[PROBLEM STATEMENT] Find every line in the records below that contains the word "peripherals", and copy each such line.

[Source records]

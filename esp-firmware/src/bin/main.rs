// Keine Standard-Bibliothek verwenden (Embedded System)
#![no_std]
// Kein normaler main() Einstiegspunkt (wird von esp_rtos bereitgestellt)
#![no_main]
// Verbiete mem::forget - gefährlich bei ESP HAL Types mit DMA-Buffern
#![deny(
    clippy::mem_forget,
    reason = "mem::forget is generally not safe to do with esp_hal types, especially those \
    holding buffers for the duration of a data transfer."
)]
// Verbiete große Stack-Frames (Stack ist auf Embedded Systemen begrenzt)
#![deny(clippy::large_stack_frames)]

// Embassy Async Runtime
use embassy_executor::Spawner;
use embassy_time::{Duration, Timer};

// ESP32-C6 HAL
use esp_hal::clock::CpuClock;
use esp_hal::timer::timg::TimerGroup;

// Backtrace bei Panic und println!() Support
use {esp_backtrace as _, esp_println as _};

// Projekt-Module
use esp_klima_monitor::tasks::climate_task;

// ESP-IDF App Descriptor - erforderlich für den Bootloader!
// Ohne diesen schlägt das Flashen mit "ESP-IDF App Descriptor missing" fehl
esp_bootloader_esp_idf::esp_app_desc!();

/// Main Entry Point
///
/// Initialisiert Hardware, startet die Embassy Runtime und spawnt den
/// Climate Task. Danach schläft main() - die Arbeit läuft im Task.
#[esp_rtos::main]
async fn main(spawner: Spawner) -> ! {
    // ESP32-C6 Konfiguration: CPU auf maximale Taktfrequenz (160 MHz)
    let config = esp_hal::Config::default().with_cpu_clock(CpuClock::max());
    let peripherals = esp_hal::init(config);

    // Embassy Runtime initialisieren (Timer)
    let timg0 = TimerGroup::new(peripherals.TIMG0);
    esp_rtos::start(timg0.timer0);

    // Spawn Climate Task
    // Sensor (GPIO4), Display (I2C0 auf GPIO6/GPIO7) und LED (RMT auf
    // GPIO8) gehören dem Task exklusiv
    spawner
        .spawn(climate_task(
            peripherals.GPIO4,
            peripherals.I2C0,
            peripherals.GPIO6,
            peripherals.GPIO7,
            peripherals.RMT,
            peripherals.GPIO8,
        ))
        .unwrap();

    // Main-Loop: schläft (die Arbeit läuft im Task)
    loop {
        Timer::after(Duration::from_secs(3600)).await;
    }
}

[YOUR SOLUTION]
    let peripherals = esp_hal::init(config);
    let timg0 = TimerGroup::new(peripherals.TIMG0);
            peripherals.GPIO4,
            peripherals.I2C0,
            peripherals.GPIO6,
            peripherals.GPIO7,
            peripherals.RMT,
            peripherals.GPIO8,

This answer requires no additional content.